(Stored items)
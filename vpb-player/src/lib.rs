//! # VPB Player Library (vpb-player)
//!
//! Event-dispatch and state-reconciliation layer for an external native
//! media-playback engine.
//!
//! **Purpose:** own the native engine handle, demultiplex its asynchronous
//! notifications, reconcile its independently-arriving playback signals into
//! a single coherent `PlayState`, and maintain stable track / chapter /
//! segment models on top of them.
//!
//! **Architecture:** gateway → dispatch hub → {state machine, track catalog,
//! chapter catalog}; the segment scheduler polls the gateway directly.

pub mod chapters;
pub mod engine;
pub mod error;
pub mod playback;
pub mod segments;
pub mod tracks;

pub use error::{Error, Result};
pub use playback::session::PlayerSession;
--
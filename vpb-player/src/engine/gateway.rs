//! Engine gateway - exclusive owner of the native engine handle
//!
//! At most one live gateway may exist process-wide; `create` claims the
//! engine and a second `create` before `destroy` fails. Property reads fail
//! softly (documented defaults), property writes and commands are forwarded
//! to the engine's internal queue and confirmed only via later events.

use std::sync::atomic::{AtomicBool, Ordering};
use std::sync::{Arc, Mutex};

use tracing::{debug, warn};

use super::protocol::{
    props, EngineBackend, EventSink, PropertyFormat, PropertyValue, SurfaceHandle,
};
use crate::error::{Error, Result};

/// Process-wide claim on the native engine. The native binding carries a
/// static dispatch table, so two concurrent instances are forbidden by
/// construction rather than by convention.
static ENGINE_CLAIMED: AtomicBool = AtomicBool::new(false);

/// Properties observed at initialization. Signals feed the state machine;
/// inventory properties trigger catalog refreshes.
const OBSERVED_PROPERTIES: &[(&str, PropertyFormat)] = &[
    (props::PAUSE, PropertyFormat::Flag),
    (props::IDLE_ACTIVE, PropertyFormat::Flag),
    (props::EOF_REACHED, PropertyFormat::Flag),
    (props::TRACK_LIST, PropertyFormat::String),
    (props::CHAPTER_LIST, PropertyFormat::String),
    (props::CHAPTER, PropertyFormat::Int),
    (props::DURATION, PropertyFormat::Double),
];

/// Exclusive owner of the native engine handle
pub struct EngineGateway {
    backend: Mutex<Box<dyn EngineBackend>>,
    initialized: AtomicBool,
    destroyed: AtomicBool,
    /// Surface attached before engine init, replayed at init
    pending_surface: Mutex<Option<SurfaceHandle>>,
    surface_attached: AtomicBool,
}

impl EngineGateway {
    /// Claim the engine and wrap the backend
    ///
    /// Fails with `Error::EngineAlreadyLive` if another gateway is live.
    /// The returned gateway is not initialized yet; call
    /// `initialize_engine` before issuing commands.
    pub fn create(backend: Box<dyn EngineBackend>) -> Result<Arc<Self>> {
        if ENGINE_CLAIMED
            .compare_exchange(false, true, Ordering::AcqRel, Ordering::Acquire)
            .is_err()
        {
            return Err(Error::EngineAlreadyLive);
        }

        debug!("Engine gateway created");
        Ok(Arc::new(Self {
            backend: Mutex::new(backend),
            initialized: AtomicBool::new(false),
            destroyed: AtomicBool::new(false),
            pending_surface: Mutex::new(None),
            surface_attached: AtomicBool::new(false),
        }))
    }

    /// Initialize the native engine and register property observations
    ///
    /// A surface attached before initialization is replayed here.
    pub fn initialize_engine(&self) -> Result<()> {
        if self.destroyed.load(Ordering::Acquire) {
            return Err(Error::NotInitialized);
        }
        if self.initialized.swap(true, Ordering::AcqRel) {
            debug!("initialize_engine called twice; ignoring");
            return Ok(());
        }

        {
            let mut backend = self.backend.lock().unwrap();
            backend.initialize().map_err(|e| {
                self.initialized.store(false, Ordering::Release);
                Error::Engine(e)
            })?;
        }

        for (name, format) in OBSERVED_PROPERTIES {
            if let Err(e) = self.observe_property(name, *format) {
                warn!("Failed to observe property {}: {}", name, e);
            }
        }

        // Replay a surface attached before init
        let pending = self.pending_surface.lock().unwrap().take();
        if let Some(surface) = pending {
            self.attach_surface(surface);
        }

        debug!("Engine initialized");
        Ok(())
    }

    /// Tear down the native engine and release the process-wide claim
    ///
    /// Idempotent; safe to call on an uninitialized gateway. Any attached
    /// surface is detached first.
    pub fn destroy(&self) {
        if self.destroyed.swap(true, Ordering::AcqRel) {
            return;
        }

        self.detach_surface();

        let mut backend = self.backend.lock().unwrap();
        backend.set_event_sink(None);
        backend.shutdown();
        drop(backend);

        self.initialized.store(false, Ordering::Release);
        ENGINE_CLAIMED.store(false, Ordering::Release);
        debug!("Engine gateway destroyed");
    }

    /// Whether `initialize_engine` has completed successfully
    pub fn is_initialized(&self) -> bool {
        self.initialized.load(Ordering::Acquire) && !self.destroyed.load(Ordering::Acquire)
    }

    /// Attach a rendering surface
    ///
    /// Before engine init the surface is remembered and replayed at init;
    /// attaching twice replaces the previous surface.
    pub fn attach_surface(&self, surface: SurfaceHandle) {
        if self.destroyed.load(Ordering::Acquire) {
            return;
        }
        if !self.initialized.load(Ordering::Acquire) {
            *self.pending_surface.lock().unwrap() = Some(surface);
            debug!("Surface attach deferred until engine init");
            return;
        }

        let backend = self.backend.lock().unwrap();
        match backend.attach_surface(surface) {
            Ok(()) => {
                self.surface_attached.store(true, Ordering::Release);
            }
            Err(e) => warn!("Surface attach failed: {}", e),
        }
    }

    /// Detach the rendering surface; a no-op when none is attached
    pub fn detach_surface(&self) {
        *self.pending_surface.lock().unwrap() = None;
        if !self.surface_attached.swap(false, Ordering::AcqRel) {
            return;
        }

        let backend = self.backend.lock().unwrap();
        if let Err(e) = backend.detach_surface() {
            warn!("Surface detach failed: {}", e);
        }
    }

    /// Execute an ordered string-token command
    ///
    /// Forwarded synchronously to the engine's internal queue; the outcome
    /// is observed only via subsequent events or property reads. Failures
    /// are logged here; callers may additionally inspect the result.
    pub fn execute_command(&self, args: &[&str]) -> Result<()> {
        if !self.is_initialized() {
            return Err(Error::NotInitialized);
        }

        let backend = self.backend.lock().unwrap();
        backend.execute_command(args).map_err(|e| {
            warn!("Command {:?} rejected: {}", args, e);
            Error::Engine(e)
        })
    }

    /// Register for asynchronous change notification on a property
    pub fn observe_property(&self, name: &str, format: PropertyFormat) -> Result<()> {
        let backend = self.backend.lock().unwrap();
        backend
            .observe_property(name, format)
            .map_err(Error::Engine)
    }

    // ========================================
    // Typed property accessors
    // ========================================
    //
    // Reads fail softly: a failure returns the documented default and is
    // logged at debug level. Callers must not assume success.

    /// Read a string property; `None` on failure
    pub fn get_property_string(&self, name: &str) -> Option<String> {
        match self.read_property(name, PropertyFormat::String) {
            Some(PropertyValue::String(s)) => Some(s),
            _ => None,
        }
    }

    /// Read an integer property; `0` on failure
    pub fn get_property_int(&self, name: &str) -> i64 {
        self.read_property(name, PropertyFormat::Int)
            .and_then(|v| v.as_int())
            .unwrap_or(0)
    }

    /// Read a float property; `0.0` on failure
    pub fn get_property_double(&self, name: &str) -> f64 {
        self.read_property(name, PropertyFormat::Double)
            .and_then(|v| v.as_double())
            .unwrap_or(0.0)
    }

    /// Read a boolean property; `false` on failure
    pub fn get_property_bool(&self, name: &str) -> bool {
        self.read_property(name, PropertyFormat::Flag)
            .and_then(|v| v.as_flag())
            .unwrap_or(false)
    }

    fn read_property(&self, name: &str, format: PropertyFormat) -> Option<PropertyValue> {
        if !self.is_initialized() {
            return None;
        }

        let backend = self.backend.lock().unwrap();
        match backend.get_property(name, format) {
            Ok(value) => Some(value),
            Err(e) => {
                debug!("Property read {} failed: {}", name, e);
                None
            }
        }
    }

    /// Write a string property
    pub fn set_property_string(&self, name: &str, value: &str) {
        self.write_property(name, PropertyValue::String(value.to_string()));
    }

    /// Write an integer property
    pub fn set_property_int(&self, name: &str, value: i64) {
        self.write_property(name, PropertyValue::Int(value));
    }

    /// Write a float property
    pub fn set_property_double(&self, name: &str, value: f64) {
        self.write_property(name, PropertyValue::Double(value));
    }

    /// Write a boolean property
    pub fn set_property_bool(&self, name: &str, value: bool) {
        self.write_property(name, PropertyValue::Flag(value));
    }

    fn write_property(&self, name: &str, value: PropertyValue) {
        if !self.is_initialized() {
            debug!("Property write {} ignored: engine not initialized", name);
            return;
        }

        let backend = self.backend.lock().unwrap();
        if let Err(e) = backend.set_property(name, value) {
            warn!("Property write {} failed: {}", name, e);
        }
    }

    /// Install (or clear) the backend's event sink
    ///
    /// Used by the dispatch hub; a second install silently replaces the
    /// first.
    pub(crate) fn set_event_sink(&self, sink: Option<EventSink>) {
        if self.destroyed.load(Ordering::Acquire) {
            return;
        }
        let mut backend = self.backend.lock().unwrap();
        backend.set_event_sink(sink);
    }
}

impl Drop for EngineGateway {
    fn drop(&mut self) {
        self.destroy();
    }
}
---
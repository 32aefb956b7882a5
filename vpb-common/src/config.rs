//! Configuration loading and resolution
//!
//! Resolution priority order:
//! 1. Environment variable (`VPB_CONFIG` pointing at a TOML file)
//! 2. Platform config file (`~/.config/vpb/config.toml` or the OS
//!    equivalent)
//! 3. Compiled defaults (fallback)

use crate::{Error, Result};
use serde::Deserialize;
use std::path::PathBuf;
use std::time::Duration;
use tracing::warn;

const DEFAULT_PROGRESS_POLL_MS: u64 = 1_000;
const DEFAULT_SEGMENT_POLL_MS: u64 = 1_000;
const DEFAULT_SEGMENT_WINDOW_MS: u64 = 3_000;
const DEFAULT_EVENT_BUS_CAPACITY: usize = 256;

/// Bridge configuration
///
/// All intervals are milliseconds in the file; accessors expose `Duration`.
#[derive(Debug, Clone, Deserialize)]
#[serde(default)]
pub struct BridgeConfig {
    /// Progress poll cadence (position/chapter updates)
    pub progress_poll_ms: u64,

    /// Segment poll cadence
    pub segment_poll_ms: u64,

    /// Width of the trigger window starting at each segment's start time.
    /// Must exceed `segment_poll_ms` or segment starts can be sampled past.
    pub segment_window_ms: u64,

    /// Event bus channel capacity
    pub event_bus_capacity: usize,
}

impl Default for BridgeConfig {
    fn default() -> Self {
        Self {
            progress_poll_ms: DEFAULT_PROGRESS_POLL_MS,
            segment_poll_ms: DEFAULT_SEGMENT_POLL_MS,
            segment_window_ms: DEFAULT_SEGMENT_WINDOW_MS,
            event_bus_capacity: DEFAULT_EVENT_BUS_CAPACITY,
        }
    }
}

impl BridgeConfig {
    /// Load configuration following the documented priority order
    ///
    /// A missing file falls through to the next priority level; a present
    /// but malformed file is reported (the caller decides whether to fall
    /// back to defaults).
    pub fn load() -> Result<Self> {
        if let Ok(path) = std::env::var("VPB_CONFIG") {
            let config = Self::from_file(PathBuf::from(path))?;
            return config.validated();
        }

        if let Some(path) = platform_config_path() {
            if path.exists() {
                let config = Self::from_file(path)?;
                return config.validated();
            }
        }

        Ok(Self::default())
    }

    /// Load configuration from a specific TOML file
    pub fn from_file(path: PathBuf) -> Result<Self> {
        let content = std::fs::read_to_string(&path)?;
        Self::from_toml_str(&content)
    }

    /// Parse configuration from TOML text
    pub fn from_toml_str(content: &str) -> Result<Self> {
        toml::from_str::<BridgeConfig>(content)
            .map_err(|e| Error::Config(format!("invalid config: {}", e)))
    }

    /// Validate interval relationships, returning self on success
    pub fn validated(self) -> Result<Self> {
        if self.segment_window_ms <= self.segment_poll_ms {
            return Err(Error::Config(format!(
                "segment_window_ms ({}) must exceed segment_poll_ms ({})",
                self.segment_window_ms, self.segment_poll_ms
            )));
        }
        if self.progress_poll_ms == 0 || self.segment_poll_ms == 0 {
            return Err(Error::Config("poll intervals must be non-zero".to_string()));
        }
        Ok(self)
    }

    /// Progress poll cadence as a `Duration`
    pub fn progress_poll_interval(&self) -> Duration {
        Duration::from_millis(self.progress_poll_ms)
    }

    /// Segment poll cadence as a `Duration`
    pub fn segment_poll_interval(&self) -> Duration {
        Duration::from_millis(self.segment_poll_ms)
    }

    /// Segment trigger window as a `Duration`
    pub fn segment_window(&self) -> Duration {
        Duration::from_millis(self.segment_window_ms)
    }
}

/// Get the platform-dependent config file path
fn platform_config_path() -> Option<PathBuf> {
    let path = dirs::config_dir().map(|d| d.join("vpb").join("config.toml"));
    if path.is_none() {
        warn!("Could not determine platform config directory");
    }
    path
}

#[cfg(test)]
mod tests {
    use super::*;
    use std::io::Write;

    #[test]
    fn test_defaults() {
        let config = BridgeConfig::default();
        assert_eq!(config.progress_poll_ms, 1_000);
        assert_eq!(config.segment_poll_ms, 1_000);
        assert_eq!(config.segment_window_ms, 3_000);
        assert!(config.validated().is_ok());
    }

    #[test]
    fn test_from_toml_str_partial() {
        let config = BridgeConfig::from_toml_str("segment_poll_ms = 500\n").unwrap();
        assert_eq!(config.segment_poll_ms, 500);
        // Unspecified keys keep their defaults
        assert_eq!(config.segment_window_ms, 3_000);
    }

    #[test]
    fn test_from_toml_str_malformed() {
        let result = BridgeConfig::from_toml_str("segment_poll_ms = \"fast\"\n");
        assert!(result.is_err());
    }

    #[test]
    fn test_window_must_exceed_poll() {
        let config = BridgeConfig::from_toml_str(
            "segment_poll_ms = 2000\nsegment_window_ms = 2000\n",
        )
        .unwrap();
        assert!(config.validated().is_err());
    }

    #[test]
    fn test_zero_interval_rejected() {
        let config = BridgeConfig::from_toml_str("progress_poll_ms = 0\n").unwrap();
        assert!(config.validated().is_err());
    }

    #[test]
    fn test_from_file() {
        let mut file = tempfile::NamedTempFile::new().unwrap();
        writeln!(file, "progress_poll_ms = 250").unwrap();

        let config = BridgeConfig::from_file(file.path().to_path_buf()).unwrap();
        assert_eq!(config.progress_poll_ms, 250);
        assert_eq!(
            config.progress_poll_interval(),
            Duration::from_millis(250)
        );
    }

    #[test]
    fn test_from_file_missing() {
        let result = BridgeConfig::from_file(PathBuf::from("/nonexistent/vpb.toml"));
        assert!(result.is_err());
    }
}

• ACTION ITEM: Among the records above, find each line containing the string "rendering" and copy it.

• ANSWER:
    /// Attach a rendering surface
    /// Detach the rendering surface; a no-op when none is attached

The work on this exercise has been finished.